## REQUIRED ACTION
Please report each line in the material below that includes "WalkForwardConfig".

## INPUT MATERIAL
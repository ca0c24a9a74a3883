//! Integration tests for source loading and feature-table persistence,
//! using the CSV fixtures under `tests/fixtures`.

use chrono::NaiveDate;
use std::path::PathBuf;
use forecastlab_core::data::{
    aggregate_ais, align, load_anchor, load_source, load_sources, read_series_csv, read_trainable_csv,
    write_series_csv, write_trainable_csv, AisOptions, AnchorSpec, DataError, SourceKind,
    SourceSpec,
};
use forecastlab_core::domain::ColumnRole;
use forecastlab_core::features::{construct_targets, FeatureSynthesizer};

fn fixture(name: &str) -> PathBuf {
    PathBuf::from(env!("CARGO_MANIFEST_DIR")).join("tests/fixtures").join(name)
}

fn date(y: i32, m: u32, d: u32) -> NaiveDate {
    NaiveDate::from_ymd_opt(y, m, d).unwrap()
}

fn anchor_spec() -> AnchorSpec {
    AnchorSpec::new("henry_hub", fixture("henry_hub.csv"), "henry_hub")
}

fn aux_specs() -> Vec<SourceSpec> {
    vec![
        SourceSpec::new("pjm", fixture("pjm_fuel_daily.csv"), SourceKind::Required),
        SourceSpec::new("eu", fixture("eu_storage.csv"), SourceKind::Optional),
        SourceSpec::new("cpc610", fixture("cpc_610_us.csv"), SourceKind::Optional)
            .with_rename("index", "cpc_610_idx"),
        SourceSpec::new("cpc814", fixture("cpc_814_us.csv"), SourceKind::Optional)
            .with_rename("index", "cpc_814_idx"),
    ]
}

#[test]
fn anchor_loads_sorted_with_datetime_rows_truncated_to_dates() {
    let hh = load_anchor(&anchor_spec()).unwrap();
    assert_eq!(hh.len(), 43);
    assert_eq!(hh.first_date(), Some(date(2024, 1, 2)));
    assert_eq!(hh.last_date(), Some(date(2024, 2, 29)));
    // stored as 2024-01-09T00:00:00 in the file
    assert_eq!(hh.value_at("henry_hub", date(2024, 1, 9)), Some(2.802));
}

#[test]
fn single_value_column_is_inferred_as_anchor() {
    let spec = AnchorSpec::new("hh", fixture("henry_hub_single.csv"), "henry_hub");
    let hh = load_anchor(&spec).unwrap();
    assert_eq!(hh.column_names(), vec!["henry_hub"]);
    assert_eq!(hh.len(), 10);
}

#[test]
fn anchor_without_inferable_column_fails() {
    let spec = AnchorSpec::new("pjm", fixture("pjm_fuel_daily.csv"), "henry_hub");
    match load_anchor(&spec) {
        Err(DataError::MissingColumn { name, column }) => {
            assert_eq!(name, "pjm");
            assert_eq!(column, "henry_hub");
        }
        other => panic!("expected MissingColumn, got {other:?}"),
    }
}

#[test]
fn missing_required_source_names_it() {
    let spec = SourceSpec::new("pjm", fixture("does_not_exist.csv"), SourceKind::Required);
    match load_source(&spec) {
        Err(DataError::MissingSource { name, path }) => {
            assert_eq!(name, "pjm");
            assert!(path.ends_with("does_not_exist.csv"));
        }
        other => panic!("expected MissingSource, got {other:?}"),
    }
}

#[test]
fn missing_optional_source_is_skipped() {
    let loaded = load_sources(&anchor_spec(), &aux_specs()).unwrap();
    assert_eq!(loaded.auxiliary.len(), 3);
    assert_eq!(loaded.skipped, vec!["cpc814".to_string()]);
}

#[test]
fn rename_and_silent_coercion() {
    let loaded = load_sources(&anchor_spec(), &aux_specs()).unwrap();
    let cpc = loaded.auxiliary.iter().find(|s| s.name() == "cpc610").unwrap();
    assert_eq!(cpc.column_names(), vec!["cpc_610_idx"]);

    let pjm = loaded.auxiliary.iter().find(|s| s.name() == "pjm").unwrap();
    assert_eq!(pjm.value_at("gas_share", date(2024, 1, 15)), None);
    assert!(pjm.value_at("coal_share", date(2024, 1, 15)).is_some());
}

#[test]
fn duplicate_dates_keep_first_occurrence() {
    let eu = read_series_csv(&fixture("eu_storage.csv"), "eu").unwrap();
    assert_eq!(eu.dates(), &[date(2024, 1, 10), date(2024, 1, 20), date(2024, 2, 1)]);
    assert_eq!(eu.value_at("level_pct", date(2024, 1, 20)), Some(80.5));
}

#[test]
fn unparseable_date_reports_line() {
    match read_series_csv(&fixture("bad_dates.csv"), "bad") {
        Err(DataError::InvalidDate { name, line, value }) => {
            assert_eq!(name, "bad");
            assert_eq!(line, 3);
            assert_eq!(value, "2024-13-45");
        }
        other => panic!("expected InvalidDate, got {other:?}"),
    }
}

#[test]
fn columns_filter_requires_presence() {
    let mut spec = SourceSpec::new("pjm", fixture("pjm_fuel_daily.csv"), SourceKind::Required);
    spec.columns = Some(vec!["coal_share".into()]);
    let pjm = load_source(&spec).unwrap().unwrap();
    assert_eq!(pjm.column_names(), vec!["coal_share"]);

    spec.columns = Some(vec!["oil_share".into()]);
    assert!(matches!(load_source(&spec), Err(DataError::MissingColumn { .. })));
}

#[test]
fn series_csv_round_trip() {
    let dir = tempfile::tempdir().unwrap();
    let path = dir.path().join("nested/eu.csv");
    let eu = read_series_csv(&fixture("eu_storage.csv"), "eu").unwrap();
    write_series_csv(&eu, &path).unwrap();
    let back = read_series_csv(&path, "eu").unwrap();
    assert_eq!(back, eu);
}

#[test]
fn feature_table_persists_and_reloads_with_roles() {
    let loaded = load_sources(&anchor_spec(), &aux_specs()).unwrap();
    let aligned = align(&loaded.anchor, "henry_hub", &loaded.auxiliary).unwrap();
    let features = FeatureSynthesizer::default().synthesize(aligned).unwrap();
    let trainable = construct_targets(features, &[7, 30]).unwrap();
    assert!(!trainable.is_empty());

    let dir = tempfile::tempdir().unwrap();
    let path = dir.path().join("features.csv");
    write_trainable_csv(&trainable, &path).unwrap();

    let back = read_trainable_csv(&path, "henry_hub", &[7, 30]).unwrap();
    assert_eq!(back.height(), trainable.height());
    assert_eq!(back.frame().dates(), trainable.frame().dates());
    assert_eq!(back.feature_names(), trainable.feature_names());

    for (orig, read) in trainable.frame().columns().iter().zip(back.frame().columns()) {
        assert_eq!(orig.name, read.name);
        assert_eq!(orig.role, read.role, "role of {}", orig.name);
        for (a, b) in orig.values.iter().zip(&read.values) {
            match (a, b) {
                (Some(a), Some(b)) => assert!((a - b).abs() < 1e-9, "{}: {a} vs {b}", orig.name),
                (None, None) => {}
                _ => panic!("{}: presence mismatch {a:?} vs {b:?}", orig.name),
            }
        }
    }

    let ds = back.dataset(30).unwrap();
    assert_eq!(ds.len(), back.height());
    assert!(!ds.features().column_names().iter().any(|c| c.starts_with("target_t+")));
}

#[test]
fn reading_features_without_requested_target_fails() {
    let loaded = load_sources(&anchor_spec(), &aux_specs()).unwrap();
    let aligned = align(&loaded.anchor, "henry_hub", &loaded.auxiliary).unwrap();
    let features = FeatureSynthesizer::default().synthesize(aligned).unwrap();
    let trainable = construct_targets(features, &[7]).unwrap();

    let dir = tempfile::tempdir().unwrap();
    let path = dir.path().join("features.csv");
    write_trainable_csv(&trainable, &path).unwrap();

    let err = read_trainable_csv(&path, "henry_hub", &[7, 14]).unwrap_err();
    assert!(err.to_string().contains("target_t+14"), "{err}");
}

#[test]
fn aligned_fixture_spans_anchor_calendar() {
    let loaded = load_sources(&anchor_spec(), &aux_specs()).unwrap();
    let aligned = align(&loaded.anchor, "henry_hub", &loaded.auxiliary).unwrap();
    assert_eq!(aligned.height(), 59);
    let frame = aligned.frame();
    assert_eq!(frame.column("henry_hub").unwrap().role, ColumnRole::Anchor);
    // Jan 6th is a Saturday: anchor stays missing, exogenous columns are filled
    let sat = frame.row_of(date(2024, 1, 6)).unwrap();
    assert_eq!(frame.column("henry_hub").unwrap().values[sat], None);
    for name in ["gas_share", "coal_share", "level_pct", "cpc_610_idx"] {
        assert!(
            frame.column(name).unwrap().values.iter().all(Option::is_some),
            "{name} has gaps"
        );
    }
    // gas_share 'n/a' on Jan 15 forward-filled from Jan 14
    let row = frame.row_of(date(2024, 1, 15)).unwrap();
    let gas = &frame.column("gas_share").unwrap().values;
    assert_eq!(gas[row], gas[row - 1]);
}

#[test]
fn ais_events_aggregate_to_daily_counts() {
    let inputs = [fixture("ais_events_a.csv"), fixture("ais_events_b.csv")];
    let daily = aggregate_ais(&inputs, &AisOptions::default()).unwrap();
    assert_eq!(daily.name(), "ais");
    assert_eq!(daily.dates(), &[date(2024, 1, 2), date(2024, 1, 3), date(2024, 1, 4)]);
    let counts = |name: &str| daily.column(name).unwrap().values.clone();
    assert_eq!(counts("departures"), vec![Some(1.0), Some(2.0), Some(0.0)]);
    assert_eq!(counts("arrivals"), vec![Some(1.0), Some(1.0), Some(1.0)]);
    // blank MMSI on the moored row is not a vessel
    assert_eq!(counts("unique_vessels"), vec![Some(2.0), Some(2.0), Some(1.0)]);
}

#[test]
fn aggregated_ais_persists_as_a_source_file() {
    let dir = tempfile::tempdir().unwrap();
    let out = dir.path().join("external/ais_daily.csv");
    let daily = aggregate_ais(&[fixture("ais_events_a.csv")], &AisOptions::default()).unwrap();
    write_series_csv(&daily, &out).unwrap();

    let spec = SourceSpec::new("ais", out.clone(), SourceKind::Optional);
    let reloaded = load_source(&spec).unwrap().unwrap();
    assert_eq!(reloaded.dates(), daily.dates());
    assert_eq!(reloaded.column_names(), vec!["departures", "arrivals", "unique_vessels"]);
    assert_eq!(reloaded.column("departures").unwrap().values, vec![Some(1.0), Some(2.0)]);
}

#[test]
fn ais_without_timestamp_column_names_the_file() {
    let err = aggregate_ais(&[fixture("henry_hub.csv")], &AisOptions::default()).unwrap_err();
    match err {
        DataError::MissingColumn { name, column } => {
            assert!(name.ends_with("henry_hub.csv"));
            assert_eq!(column, "timestamp");
        }
        other => panic!("unexpected error: {other}"),
    }
}
//! Walk-forward validation — expanding train windows, contiguous test windows,
//! then one full-history refit.
//!
//! With `n` trainable rows, fold `k` trains on rows `[0, i)` and tests on
//! `[i, min(i + step, n))` where `i = min_train + k * step`, for every such
//! `i < n - 1`. Test windows are disjoint, contiguous and in order. They
//! reach row `n - 1` except when a fold would start on it, in which case
//! that last row goes unevaluated. Each fold fits a fresh model. The refit used for forecasting is a separate fit on all `n`
//! rows and never shares state with a fold model.

use serde::{Deserialize, Serialize};
use std::ops::Range;
use thiserror::Error;
use tracing::{debug, info};

use forecastlab_core::domain::{BacktestRecord, ForecastRecord, HorizonDataset, TableError};

use crate::estimator::{Estimator, EstimatorError, Predictor};

// ─── Configuration ───────────────────────────────────────────────────

#[derive(Debug, Clone, Copy, PartialEq, Eq, Serialize, Deserialize)]
pub struct WalkForwardConfig {
    /// Rows in the first training window.
    pub min_train: usize,
    /// Test window length and per-fold growth of the training window.
    pub step: usize,
}

impl Default for WalkForwardConfig {
    fn default() -> Self {
        Self {
            min_train: 365,
            step: 7,
        }
    }
}

// ─── Result types ────────────────────────────────────────────────────

/// Row ranges of one fold, over the trainable-row sequence.
#[derive(Debug, Clone, PartialEq, Eq, Serialize, Deserialize)]
pub struct WalkForwardSplit {
    pub fold_index: usize,
    /// Always starts at 0.
    pub train: Range<usize>,
    /// Starts where `train` ends.
    pub test: Range<usize>,
}

#[derive(Debug)]
pub struct WalkForwardResult {
    pub horizon: u32,
    pub splits: Vec<WalkForwardSplit>,
    /// Out-of-sample predictions, in row order.
    pub records: Vec<BacktestRecord>,
    /// Fit on every trainable row.
    pub final_model: Box<dyn Predictor>,
    /// The final model's predictions for the trailing rows.
    pub forecasts: Vec<ForecastRecord>,
    pub trainable_rows: usize,
}

#[derive(Debug, Error)]
pub enum WalkForwardError {
    #[error("invalid walk-forward config: {reason}")]
    InvalidConfig { reason: String },

    #[error("no trainable rows for horizon {horizon}")]
    NoTrainableRows { horizon: u32 },

    #[error("fit failed on fold {fold}")]
    FoldFailed {
        fold: usize,
        #[source]
        source: EstimatorError,
    },

    #[error("final refit failed")]
    RefitFailed {
        #[source]
        source: EstimatorError,
    },

    #[error("model returned {got} predictions for {expected} rows")]
    PredictionLength { expected: usize, got: usize },

    #[error(transparent)]
    Table(#[from] TableError),
}

// ─── Split creation ──────────────────────────────────────────────────

/// Expanding-window splits over `n` rows.
///
/// A fold never starts on the final row, so a would-be single-row tail
/// window is dropped. Returns no splits when `n <= min_train + 1`; that is
/// not an error, the caller still refits on whatever rows exist.
pub fn create_splits(
    n: usize,
    config: &WalkForwardConfig,
) -> Result<Vec<WalkForwardSplit>, WalkForwardError> {
    if config.min_train == 0 {
        return Err(WalkForwardError::InvalidConfig {
            reason: "min_train must be positive".into(),
        });
    }
    if config.step == 0 {
        return Err(WalkForwardError::InvalidConfig {
            reason: "step must be positive".into(),
        });
    }

    let mut splits = Vec::new();
    let mut cursor = config.min_train;
    while cursor + 1 < n {
        let end = (cursor + config.step).min(n);
        splits.push(WalkForwardSplit {
            fold_index: splits.len(),
            train: 0..cursor,
            test: cursor..end,
        });
        cursor += config.step;
    }
    Ok(splits)
}

// ─── Orchestration ───────────────────────────────────────────────────

/// Backtest `estimator` over `dataset`, then refit it on every row and
/// forecast the last `forecast_rows` rows (every row when 0).
pub fn run_walk_forward(
    dataset: &HorizonDataset,
    estimator: &dyn Estimator,
    config: &WalkForwardConfig,
    forecast_rows: usize,
) -> Result<WalkForwardResult, WalkForwardError> {
    let n = dataset.len();
    let horizon = dataset.horizon();
    if n == 0 {
        return Err(WalkForwardError::NoTrainableRows { horizon });
    }

    let splits = create_splits(n, config)?;
    let mut records = Vec::with_capacity(n.saturating_sub(config.min_train));

    for split in &splits {
        let train = dataset.slice(split.train.clone())?;
        let test = dataset.slice(split.test.clone())?;

        let model = estimator
            .fit(train.features(), train.target())
            .map_err(|source| WalkForwardError::FoldFailed {
                fold: split.fold_index,
                source,
            })?;
        let predictions = model
            .predict(test.features())
            .map_err(|source| WalkForwardError::FoldFailed {
                fold: split.fold_index,
                source,
            })?;
        check_length(test.len(), predictions.len())?;

        for (row, y_hat) in predictions.into_iter().enumerate() {
            records.push(BacktestRecord {
                date_input: test.dates()[row],
                target_date: test.target_date(row),
                y_true: test.target()[row],
                y_hat,
            });
        }
        debug!(
            horizon,
            model = estimator.name(),
            fold = split.fold_index,
            train_rows = split.train.len(),
            test_rows = split.test.len(),
            "fold evaluated"
        );
    }

    let final_model = estimator
        .fit(dataset.features(), dataset.target())
        .map_err(|source| WalkForwardError::RefitFailed { source })?;
    let forecasts = forecast(final_model.as_ref(), dataset, forecast_rows)?;

    info!(
        horizon,
        model = estimator.name(),
        rows = n,
        folds = splits.len(),
        evaluated = records.len(),
        forecasts = forecasts.len(),
        "walk-forward complete"
    );

    Ok(WalkForwardResult {
        horizon,
        splits,
        records,
        final_model,
        forecasts,
        trainable_rows: n,
    })
}

/// Predict the last `rows` rows of `dataset` (every row when 0).
pub fn forecast(
    model: &dyn Predictor,
    dataset: &HorizonDataset,
    rows: usize,
) -> Result<Vec<ForecastRecord>, WalkForwardError> {
    let tail = if rows == 0 {
        dataset.clone()
    } else {
        dataset.tail(rows)?
    };
    let predictions = model
        .predict(tail.features())
        .map_err(|source| WalkForwardError::RefitFailed { source })?;
    check_length(tail.len(), predictions.len())?;

    Ok(predictions
        .into_iter()
        .enumerate()
        .map(|(row, y_hat)| ForecastRecord {
            date_input: tail.dates()[row],
            target_date: tail.target_date(row),
            y_hat,
        })
        .collect())
}

fn check_length(expected: usize, got: usize) -> Result<(), WalkForwardError> {
    if expected != got {
        return Err(WalkForwardError::PredictionLength { expected, got });
    }
    Ok(())
}
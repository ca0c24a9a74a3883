//! Estimator capability: fit on a feature matrix, predict one value per row.
//!
//! The walk-forward engine only sees [`Estimator`] and [`Predictor`]. Model
//! selection is a closed [`ModelKind`] enum mapped to concrete estimators,
//! each wrapped in a [`MedianImputer`] so tree and linear models never see a
//! missing cell.

pub mod baseline;
pub mod forest;
pub mod gbm;
pub mod impute;
pub mod ridge;
pub mod tree;

use serde::{Deserialize, Serialize};
use std::fmt;
use std::str::FromStr;
use thiserror::Error;

use forecastlab_core::domain::FeatureMatrix;

pub use baseline::{ConstantModel, MeanBaseline};
pub use forest::RandomForest;
pub use gbm::GradientBoosting;
pub use impute::MedianImputer;
pub use ridge::Ridge;
pub use tree::{RegressionTree, TreeParams};

#[derive(Debug, Error, PartialEq)]
pub enum EstimatorError {
    #[error("cannot fit on an empty training set")]
    EmptyTrainingSet,

    #[error("feature matrix has {rows} rows but {targets} targets")]
    RowMismatch { rows: usize, targets: usize },

    #[error("model was fit on {expected} features, got {got}")]
    ColumnMismatch { expected: usize, got: usize },

    #[error("non-finite target at row {row}")]
    NonFiniteTarget { row: usize },

    #[error("normal equations are singular")]
    Singular,

    #[error("unknown model '{0}' (expected one of: mean, ridge, rf, gbm)")]
    UnknownModel(String),
}

/// Something that can be fit. Each call to `fit` returns a fresh, independent model.
pub trait Estimator: Send + Sync {
    fn name(&self) -> &str;

    fn fit(&self, x: &FeatureMatrix, y: &[f64]) -> Result<Box<dyn Predictor>, EstimatorError>;
}

/// A fitted model.
pub trait Predictor: Send + Sync + fmt::Debug {
    /// One prediction per row of `x`, in row order.
    fn predict(&self, x: &FeatureMatrix) -> Result<Vec<f64>, EstimatorError>;

    /// Serializable form of the fitted parameters, if the model has one.
    fn artifact(&self) -> Option<ModelArtifact> {
        None
    }
}

/// Shared input checks for `fit`.
pub(crate) fn check_training(x: &FeatureMatrix, y: &[f64]) -> Result<(), EstimatorError> {
    if x.n_rows() != y.len() {
        return Err(EstimatorError::RowMismatch {
            rows: x.n_rows(),
            targets: y.len(),
        });
    }
    if y.is_empty() {
        return Err(EstimatorError::EmptyTrainingSet);
    }
    if let Some(row) = y.iter().position(|v| !v.is_finite()) {
        return Err(EstimatorError::NonFiniteTarget { row });
    }
    Ok(())
}

pub(crate) fn check_columns(expected: usize, x: &FeatureMatrix) -> Result<(), EstimatorError> {
    if x.n_cols() != expected {
        return Err(EstimatorError::ColumnMismatch {
            expected,
            got: x.n_cols(),
        });
    }
    Ok(())
}

// ─── Persisted models ────────────────────────────────────────────────

/// Fitted parameters of any built-in model, as written to `models/*.json`.
#[derive(Debug, Clone, PartialEq, Serialize, Deserialize)]
#[serde(tag = "kind", rename_all = "snake_case")]
pub enum ModelArtifact {
    Constant {
        value: f64,
    },
    Ridge {
        columns: Vec<String>,
        intercept: f64,
        coefficients: Vec<f64>,
    },
    Forest {
        n_features: usize,
        trees: Vec<RegressionTree>,
    },
    Gbm {
        n_features: usize,
        init: f64,
        learning_rate: f64,
        trees: Vec<RegressionTree>,
    },
    Imputed {
        medians: Vec<f64>,
        inner: Box<ModelArtifact>,
    },
}

impl ModelArtifact {
    /// Rebuild a predictor from saved parameters.
    pub fn into_predictor(self) -> Box<dyn Predictor> {
        match self {
            ModelArtifact::Constant { value } => Box::new(ConstantModel::new(value)),
            ModelArtifact::Ridge {
                columns,
                intercept,
                coefficients,
            } => Box::new(ridge::RidgeModel::new(columns, intercept, coefficients)),
            ModelArtifact::Forest { n_features, trees } => {
                Box::new(forest::ForestModel::new(n_features, trees))
            }
            ModelArtifact::Gbm {
                n_features,
                init,
                learning_rate,
                trees,
            } => Box::new(gbm::GbmModel::new(n_features, init, learning_rate, trees)),
            ModelArtifact::Imputed { medians, inner } => {
                Box::new(impute::ImputedModel::new(medians, inner.into_predictor()))
            }
        }
    }
}

// ─── Model selection ─────────────────────────────────────────────────

/// The built-in models, selectable by identifier.
#[derive(Debug, Clone, Copy, PartialEq, Eq, Hash, PartialOrd, Ord, Serialize, Deserialize)]
#[serde(rename_all = "lowercase")]
pub enum ModelKind {
    /// Training-mean constant.
    Mean,
    /// L2-regularised least squares, alpha = 1.
    Ridge,
    /// Bagged regression forest, 500 trees.
    Rf,
    /// Gradient-boosted trees, 100 stages of depth 3.
    #[serde(alias = "hgb")]
    Gbm,
}

impl ModelKind {
    pub const ALL: [ModelKind; 4] = [ModelKind::Mean, ModelKind::Ridge, ModelKind::Rf, ModelKind::Gbm];

    pub fn id(&self) -> &'static str {
        match self {
            ModelKind::Mean => "mean",
            ModelKind::Ridge => "ridge",
            ModelKind::Rf => "rf",
            ModelKind::Gbm => "gbm",
        }
    }

    /// A fresh imputer-wrapped estimator. `seed` only affects randomised models.
    pub fn build(&self, seed: u64) -> Box<dyn Estimator> {
        match self {
            ModelKind::Mean => Box::new(MedianImputer::new(MeanBaseline)),
            ModelKind::Ridge => Box::new(MedianImputer::new(Ridge::default())),
            ModelKind::Rf => Box::new(MedianImputer::new(RandomForest::new(seed))),
            ModelKind::Gbm => Box::new(MedianImputer::new(GradientBoosting::default())),
        }
    }
}

impl fmt::Display for ModelKind {
    fn fmt(&self, f: &mut fmt::Formatter<'_>) -> fmt::Result {
        f.write_str(self.id())
    }
}

impl FromStr for ModelKind {
    type Err = EstimatorError;

    fn from_str(s: &str) -> Result<Self, Self::Err> {
        match s.trim().to_ascii_lowercase().as_str() {
            "mean" => Ok(ModelKind::Mean),
            "ridge" => Ok(ModelKind::Ridge),
            "rf" => Ok(ModelKind::Rf),
            "gbm" | "hgb" => Ok(ModelKind::Gbm),
            _ => Err(EstimatorError::UnknownModel(s.to_string())),
        }
    }
}

#[cfg(test)]
pub(crate) mod test_support {
    use forecastlab_core::domain::FeatureMatrix;

    /// `y = 3 x0 - 2 x1 + 5` on a small deterministic grid.
    pub fn linear_data(n: usize) -> (FeatureMatrix, Vec<f64>) {
        let mut data = Vec::with_capacity(n * 2);
        let mut y = Vec::with_capacity(n);
        for i in 0..n {
            let x0 = (i % 17) as f64 * 0.5;
            let x1 = ((i * 7) % 11) as f64;
            data.extend_from_slice(&[x0, x1]);
            y.push(3.0 * x0 - 2.0 * x1 + 5.0);
        }
        (FeatureMatrix::new(vec!["x0".into(), "x1".into()], n, data).unwrap(), y)
    }

    /// A step function of one feature, which trees fit exactly.
    pub fn step_data(n: usize) -> (FeatureMatrix, Vec<f64>) {
        let data: Vec<f64> = (0..n).map(|i| i as f64).collect();
        let y = (0..n).map(|i| if i < n / 2 { 1.0 } else { 4.0 }).collect();
        (FeatureMatrix::new(vec!["x".into()], n, data).unwrap(), y)
    }
}
//! Forward-shifted targets and the trainable-row filter.

use tracing::info;

use super::FeatureError;
use crate::domain::{target_column, ColumnRole, FeatureTable, FrameColumn, TableError, TrainableTable};

/// Append `target_t+H = anchor(t + H)` for each horizon, then keep only rows
/// whose anchor value and every target are present.
///
/// The feature table's axis is contiguous, so `t + H` rows is `t + H` days.
/// Rows dropped here are expected attrition, not an error.
pub fn construct_targets(table: FeatureTable, horizons: &[u32]) -> Result<TrainableTable, FeatureError> {
    if horizons.is_empty() {
        return Err(FeatureError::NoHorizons);
    }
    if let Some(&horizon) = horizons.iter().find(|&&h| h == 0) {
        return Err(FeatureError::InvalidHorizon { horizon });
    }
    let mut unique: Vec<u32> = Vec::with_capacity(horizons.len());
    for &h in horizons {
        if !unique.contains(&h) {
            unique.push(h);
        }
    }

    let (mut frame, anchor) = table.into_parts();
    let base = frame
        .column(&anchor)
        .map(|c| c.values.clone())
        .ok_or_else(|| TableError::MissingAnchor {
            column: anchor.clone(),
        })?;
    let n = base.len();

    let mut keep: Vec<bool> = base.iter().map(Option::is_some).collect();
    for &h in &unique {
        let shift = h as usize;
        let target: Vec<Option<f64>> = (0..n)
            .map(|t| base.get(t + shift).copied().flatten())
            .collect();
        for (k, v) in keep.iter_mut().zip(&target) {
            *k &= v.is_some();
        }
        frame.push_column(FrameColumn::new(
            target_column(h),
            ColumnRole::Target { horizon: h },
            target,
        ))?;
    }

    let kept = keep.iter().filter(|k| **k).count();
    info!(
        rows = n,
        kept,
        dropped = n - kept,
        horizons = ?unique,
        "constructed targets"
    );

    let frame = frame.filter_rows(&keep);
    Ok(TrainableTable::from_frame(frame, anchor, &unique)?)
}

## ANSWER SPACE
pub struct WalkForwardConfig {
impl Default for WalkForwardConfig {
    config: &WalkForwardConfig,
    config: &WalkForwardConfig,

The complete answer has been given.